Data provided section start
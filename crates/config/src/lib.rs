//! Function configuration: the raw `config.json` document, environment
//! overrides, and the one-time validation pass that produces the immutable
//! [`SignatureConfig`] shared by every request handler.

use std::collections::HashSet;
use std::path::Path;

use serde::Deserialize;
use thiserror::Error;

/// Which wire-invocation convention the deployment uses.
#[derive(Debug, Clone, Copy, PartialEq, Eq, Deserialize)]
#[serde(rename_all = "lowercase")]
pub enum SignatureType {
    Http,
    CloudEvent,
    OpenFunction,
}

impl SignatureType {
    pub fn parse(value: &str) -> Option<Self> {
        match value {
            "http" => Some(Self::Http),
            "cloudevent" => Some(Self::CloudEvent),
            "openfunction" => Some(Self::OpenFunction),
            _ => None,
        }
    }

    pub fn as_str(&self) -> &'static str {
        match self {
            Self::Http => "http",
            Self::CloudEvent => "cloudevent",
            Self::OpenFunction => "openfunction",
        }
    }
}

/// Sub-variant of the openfunction signature.
#[derive(Debug, Clone, Copy, PartialEq, Eq, Deserialize)]
#[serde(rename_all = "kebab-case")]
pub enum FunctionMode {
    Subscribe,
    BindingReceive,
}

impl FunctionMode {
    pub fn parse(value: &str) -> Option<Self> {
        match value {
            "subscribe" => Some(Self::Subscribe),
            "binding-receive" => Some(Self::BindingReceive),
            _ => None,
        }
    }

    pub fn as_str(&self) -> &'static str {
        match self {
            Self::Subscribe => "subscribe",
            Self::BindingReceive => "binding-receive",
        }
    }
}

/// Kind of Dapr component behind an input or output. Deserializing into an
/// enum makes "exactly one of" hold by construction.
#[derive(Debug, Clone, Copy, PartialEq, Eq, Deserialize)]
#[serde(rename_all = "lowercase")]
pub enum ComponentType {
    Pubsub,
    Bindings,
    Invoke,
}

#[derive(Debug, Clone, Deserialize)]
pub struct ComponentParams {
    #[serde(rename = "type")]
    pub component_type: ComponentType,
    #[serde(default)]
    pub operation: Option<String>,
}

/// Where inbound events come from in subscribe/binding-receive mode.
#[derive(Debug, Clone, Deserialize)]
pub struct InputTopology {
    pub name: String,
    #[serde(default)]
    pub uri: String,
    pub params: ComponentParams,
}

/// One downstream sink a function result is forwarded to.
#[derive(Debug, Clone, Deserialize)]
pub struct OutputTopology {
    pub name: String,
    #[serde(default)]
    pub uri: String,
    pub params: ComponentParams,
}

/// The configuration document as it sits on disk. Every field is optional;
/// env vars override the file.
#[derive(Debug, Clone, Default, Deserialize)]
#[serde(rename_all = "camelCase")]
pub struct RawConfig {
    #[serde(default)]
    pub state_name: Option<String>,
    #[serde(default)]
    pub pubsub_name: Option<String>,
    #[serde(default)]
    pub pubsub_topic: Option<String>,
    #[serde(default)]
    pub binding_name: Option<String>,
    #[serde(default)]
    pub input: Option<InputTopology>,
    #[serde(default)]
    pub outputs: Vec<OutputTopology>,
}

impl RawConfig {
    /// Read the document from `path`. A missing file is an empty document:
    /// the http and cloudevent signatures need no topology at all.
    pub fn load(path: &Path) -> Result<Self, ConfigError> {
        if !path.exists() {
            return Ok(Self::default());
        }
        let contents = std::fs::read_to_string(path).map_err(|err| ConfigError::Io {
            path: path.display().to_string(),
            message: err.to_string(),
        })?;
        serde_json::from_str(&contents).map_err(|err| {
            tracing::warn!("failed to parse {}: {}", path.display(), err);
            ConfigError::Parse {
                path: path.display().to_string(),
                message: err.to_string(),
            }
        })
    }

    /// Apply environment overrides. Env names match the original scalar
    /// fields; an empty env value is treated as unset.
    pub fn apply_env(&mut self) {
        for (var, slot) in [
            ("STATE_NAME", &mut self.state_name),
            ("PUBSUB_NAME", &mut self.pubsub_name),
            ("PUBSUB_TOPIC", &mut self.pubsub_topic),
            ("BINDING_NAME", &mut self.binding_name),
        ] {
            if let Ok(value) = std::env::var(var) {
                if !value.is_empty() {
                    *slot = Some(value);
                }
            }
        }
    }
}

#[derive(Debug, Error)]
pub enum ConfigError {
    #[error("failed to read {path}: {message}")]
    Io { path: String, message: String },
    #[error("failed to parse {path}: {message}")]
    Parse { path: String, message: String },
    #[error("mode '{mode}' is only valid with the openfunction source")]
    ModeWithoutOpenFunction { mode: &'static str },
    #[error("subscribe mode requires a pubsub name and topic in the input topology")]
    SubscribeInputMissing,
    #[error("subscribe mode requires a pubsub-typed input, got {got}")]
    SubscribeInputNotPubsub { got: &'static str },
    #[error("binding-receive mode requires a binding name in the input topology")]
    BindingInputMissing,
    #[error("binding-receive mode requires a bindings-typed input, got {got}")]
    BindingInputNotBindings { got: &'static str },
    #[error("output at index {index} has an empty name")]
    OutputNameEmpty { index: usize },
    #[error("duplicate output name '{name}'")]
    OutputNameDuplicate { name: String },
    #[error("pubsub output '{name}' has an empty topic uri")]
    PubsubOutputMissingTopic { name: String },
    #[error("bindings output '{name}' requires an operation")]
    BindingOutputMissingOperation { name: String },
    #[error("invoke outputs are not deliverable sinks ('{name}')")]
    InvokeOutputUnsupported { name: String },
}

fn component_type_name(component_type: ComponentType) -> &'static str {
    match component_type {
        ComponentType::Pubsub => "pubsub",
        ComponentType::Bindings => "bindings",
        ComponentType::Invoke => "invoke",
    }
}

/// The validated, immutable routing configuration. Constructed exactly once
/// at startup and shared read-only by every request.
#[derive(Debug, Clone)]
pub struct SignatureConfig {
    pub source: SignatureType,
    pub mode: Option<FunctionMode>,
    pub state_name: String,
    pub input: Option<InputTopology>,
    pub outputs: Vec<OutputTopology>,
}

impl SignatureConfig {
    /// Single validation pass. Collects every error instead of stopping at
    /// the first one so operators see the whole picture before the process
    /// refuses to start.
    pub fn validate(
        raw: RawConfig,
        source: SignatureType,
        mode: Option<FunctionMode>,
    ) -> Result<Self, Vec<ConfigError>> {
        let mut errors = Vec::new();

        if let Some(mode) = mode {
            if source != SignatureType::OpenFunction {
                errors.push(ConfigError::ModeWithoutOpenFunction {
                    mode: mode.as_str(),
                });
            }
        }

        let input = resolve_input(&raw, mode, &mut errors);

        let mut seen = HashSet::new();
        for (index, output) in raw.outputs.iter().enumerate() {
            if output.name.is_empty() {
                errors.push(ConfigError::OutputNameEmpty { index });
                continue;
            }
            if !seen.insert(output.name.clone()) {
                errors.push(ConfigError::OutputNameDuplicate {
                    name: output.name.clone(),
                });
            }
            match output.params.component_type {
                ComponentType::Pubsub => {
                    if output.uri.is_empty() {
                        errors.push(ConfigError::PubsubOutputMissingTopic {
                            name: output.name.clone(),
                        });
                    }
                }
                ComponentType::Bindings => {
                    if output
                        .params
                        .operation
                        .as_deref()
                        .unwrap_or("")
                        .is_empty()
                    {
                        errors.push(ConfigError::BindingOutputMissingOperation {
                            name: output.name.clone(),
                        });
                    }
                }
                ComponentType::Invoke => {
                    errors.push(ConfigError::InvokeOutputUnsupported {
                        name: output.name.clone(),
                    });
                }
            }
        }

        if !errors.is_empty() {
            return Err(errors);
        }

        Ok(Self {
            source,
            mode,
            state_name: raw.state_name.unwrap_or_default(),
            input,
            outputs: raw.outputs,
        })
    }

    /// Pubsub component name visible to the invocation context, if any.
    pub fn pubsub_name(&self) -> &str {
        match &self.input {
            Some(input) if input.params.component_type == ComponentType::Pubsub => &input.name,
            _ => "",
        }
    }

    /// Binding component name visible to the invocation context, if any.
    pub fn binding_name(&self) -> &str {
        match &self.input {
            Some(input) if input.params.component_type == ComponentType::Bindings => &input.name,
            _ => "",
        }
    }
}

/// Resolve the input topology for the configured mode, deriving it from the
/// back-compat scalar fields when the structured form is absent.
fn resolve_input(
    raw: &RawConfig,
    mode: Option<FunctionMode>,
    errors: &mut Vec<ConfigError>,
) -> Option<InputTopology> {
    match mode {
        Some(FunctionMode::Subscribe) => {
            let input = raw.input.clone().or_else(|| {
                match (raw.pubsub_name.as_deref(), raw.pubsub_topic.as_deref()) {
                    (Some(name), Some(topic)) if !name.is_empty() && !topic.is_empty() => {
                        Some(InputTopology {
                            name: name.to_string(),
                            uri: topic.to_string(),
                            params: ComponentParams {
                                component_type: ComponentType::Pubsub,
                                operation: None,
                            },
                        })
                    }
                    _ => None,
                }
            });
            match input {
                Some(input) => {
                    if input.params.component_type != ComponentType::Pubsub {
                        errors.push(ConfigError::SubscribeInputNotPubsub {
                            got: component_type_name(input.params.component_type),
                        });
                        None
                    } else if input.name.is_empty() || input.uri.is_empty() {
                        errors.push(ConfigError::SubscribeInputMissing);
                        None
                    } else {
                        Some(input)
                    }
                }
                None => {
                    errors.push(ConfigError::SubscribeInputMissing);
                    None
                }
            }
        }
        Some(FunctionMode::BindingReceive) => {
            let input = raw.input.clone().or_else(|| {
                raw.binding_name.as_deref().and_then(|name| {
                    if name.is_empty() {
                        None
                    } else {
                        Some(InputTopology {
                            name: name.to_string(),
                            uri: String::new(),
                            params: ComponentParams {
                                component_type: ComponentType::Bindings,
                                operation: None,
                            },
                        })
                    }
                })
            });
            match input {
                Some(input) => {
                    if input.params.component_type != ComponentType::Bindings {
                        errors.push(ConfigError::BindingInputNotBindings {
                            got: component_type_name(input.params.component_type),
                        });
                        None
                    } else if input.name.is_empty() {
                        errors.push(ConfigError::BindingInputMissing);
                        None
                    } else {
                        Some(input)
                    }
                }
                None => {
                    errors.push(ConfigError::BindingInputMissing);
                    None
                }
            }
        }
        None => raw.input.clone(),
    }
}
Data provided section end
## What this task involves
For the string "SubscribeInputNotPubsub", search the preceding data and copy every line that includes it.

## Finished task
    SubscribeInputNotPubsub { got: &'static str },
                        errors.push(ConfigError::SubscribeInputNotPubsub {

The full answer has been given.